Macro Wrap – Summer’s Lease Hath All Too Short a Date

by Enis August 13, 2013 8:26 am • Commentary

We received a question last week that I wanted to revisit today, because it’s of heightened importance in a quiet market like the one we’ve experienced in the past month.

Hi,
Many of the trades executed are Flies. Are there distinct advantages to this structure? It seems that it is like threading a needle – have to get close to the short strike, it has to be close to expiration, and its difficult to adjust. In addition it has twice as many contracts to execute as plain spread. Just curious as to the advantages.

Kristen responded:

CC wrote a bit about our use of butterflies in this post from March: http://staging.staging.riskreversal.com/2013/03/08/considering-our-options-what-structures-are-working-in-this-market/. You’ve probably already taken a look at the Butterfly part of our education section as well. Although Flies do give a limited profit area as opposed to a long call spread or put spread which give you profit anywhere above or below them respectively, Flies give the trader a few different ways to make money. Many of the Flies we do are short gamma and straddle an expected move. They therefore take advantage of decay in the options given that the stock does what it’s expected to do. This gives a bit more probability on your side. You can center this sort of fly to be directional but still have the potential to make money if stock doesn’t move all the way you thought it would and you can take advantage of vol crushes after events.

CC’s entire post from March is a worthwhile read, but this was his key conclusion:

So what this means is until the market’s trend changes and volatility spikes for more than a few days at a time, the best defense is to be either short gamma outright in the form of defined risk range trades (ITM flies are great for this) or if wanting to get long volatility at such low levels, selling near term gamma as a defense against killer decay in the form of calendars.

This is obviously a strategy that works until it doesn’t. What would change is if the market hit turbulence for any sustained period of time at which point the actual volatility could be much higher than what options are pricing. In that case long gamma is the preferred structure. But until that happens it’s best to be on defense as far as decay goes.

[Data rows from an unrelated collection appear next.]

//! Lock acquisition and release protocol.

use std::sync::Arc;
use std::time::Duration;
use tracing::{debug, warn};
use uuid::Uuid;

use crate::store::{LockStore, RedisStore};
use crate::{LockError, Result, StoreConfig};

/// Client for acquiring distributed locks.
///
/// Holds the store handle and nothing else. All arbitration happens in the
/// store, so one client can be shared freely across tasks.
#[derive(Clone)]
pub struct LockClient {
    store: Arc<dyn LockStore>,
}

impl LockClient {
    /// Connect to Redis and create a lock client.
    ///
    /// # Examples
    ///
    /// ```rust,ignore
    /// use dlock::{LockClient, StoreConfig};
    /// use std::time::Duration;
    ///
    /// let config = StoreConfig::new("redis://127.0.0.1:6379");
    /// let client = LockClient::connect(&config).await?;
    /// let handle = client.acquire("my-resource", Duration::from_secs(30)).await?;
    /// ```
    pub async fn connect(config: &StoreConfig) -> Result<Self> {
        Ok(Self::new(Arc::new(RedisStore::connect(config).await?)))
    }

    /// Create a lock client over an existing store.
    pub fn new(store: Arc<dyn LockStore>) -> Self {
        Self { store }
    }

    /// Acquire the lock for `key`, held until released or until `ttl`
    /// elapses.
    ///
    /// Exactly one concurrent caller wins; the rest get
    /// [`LockError::InUse`]. No retry or backoff happens here - contention
    /// is an expected outcome and retry policy belongs to the caller. A
    /// retried call is a new attempt with a fresh token.
    pub async fn acquire(&self, key: impl Into<String>, ttl: Duration) -> Result<LockHandle> {
        let key = key.into();
        if key.is_empty() {
            return Err(LockError::EmptyKey);
        }

        let token = Uuid::new_v4().to_string();
        if self.store.set_if_absent(&key, &token, ttl).await? {
            debug!(%key, "acquired lock");
            Ok(LockHandle {
                store: Arc::clone(&self.store),
                key,
                token,
            })
        } else {
            debug!(%key, "lock already held");
            Err(LockError::InUse)
        }
    }
}

/// A successfully acquired lock.
///
/// Carries the key and the token generated for this acquisition. The token
/// proves which acquisition owns the key: release only removes the stored
/// record while it still holds this handle's token. The remote record can
/// disappear on its own once the TTL lapses; the handle does not track that,
/// the store stays authoritative.
pub struct LockHandle {
    store: Arc<dyn LockStore>,
    key: String,
    token: String,
}

impl std::fmt::Debug for LockHandle {
    // The token is the proof of ownership; keep it out of debug output.
    fn fmt(&self, f: &mut std::fmt::Formatter<'_>) -> std::fmt::Result {
        f.debug_struct("LockHandle")
            .field("key", &self.key)
            .finish_non_exhaustive()
    }
}

impl LockHandle {
    /// Get the lock key.
    pub fn key(&self) -> &str {
        &self.key
    }

    /// Release the lock.
    ///
    /// Succeeds if the stored record still holds this handle's token.
    /// Returns [`LockError::NoLock`] if it does not - the lock expired, was
    /// re-acquired by someone else, or was already released; those cases are
    /// indistinguishable after the fact. Releasing more than once is safe:
    /// the first call removes the record, later calls get `NoLock`.
    pub async fn release(&self) -> Result<()> {
        if self.store.delete_if_matches(&self.key, &self.token).await? {
            debug!(key = %self.key, "released lock");
            Ok(())
        } else {
            warn!(key = %self.key, "release found no matching lock");
            Err(LockError::NoLock)
        }
    }
}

Current market realized volatility is at its lowest level since March of this year.  Not surprisingly, short-gamma strategies like in-the-money butterflies or calendar spreads have worked much better than long-gamma strategies like at-the-money put spreads or call spreads.  The current spread between 10 day realized volatility and 30 day implied volatility in the S&P 500 index is near the highest it has been in 2013:

10 day realized vol (white) vs. 30 day implied vol (red) in SPY, Courtesy of LiveVolPro
10 day realized vol (white) vs. 30 day implied vol (red) in SPY, Courtesy of LiveVolPro

With this backdrop, long premium strategies have generally performed poorly.  As long as the summer doldrums continue, we’d be careful about short-term options strategies that are exposed to much decay.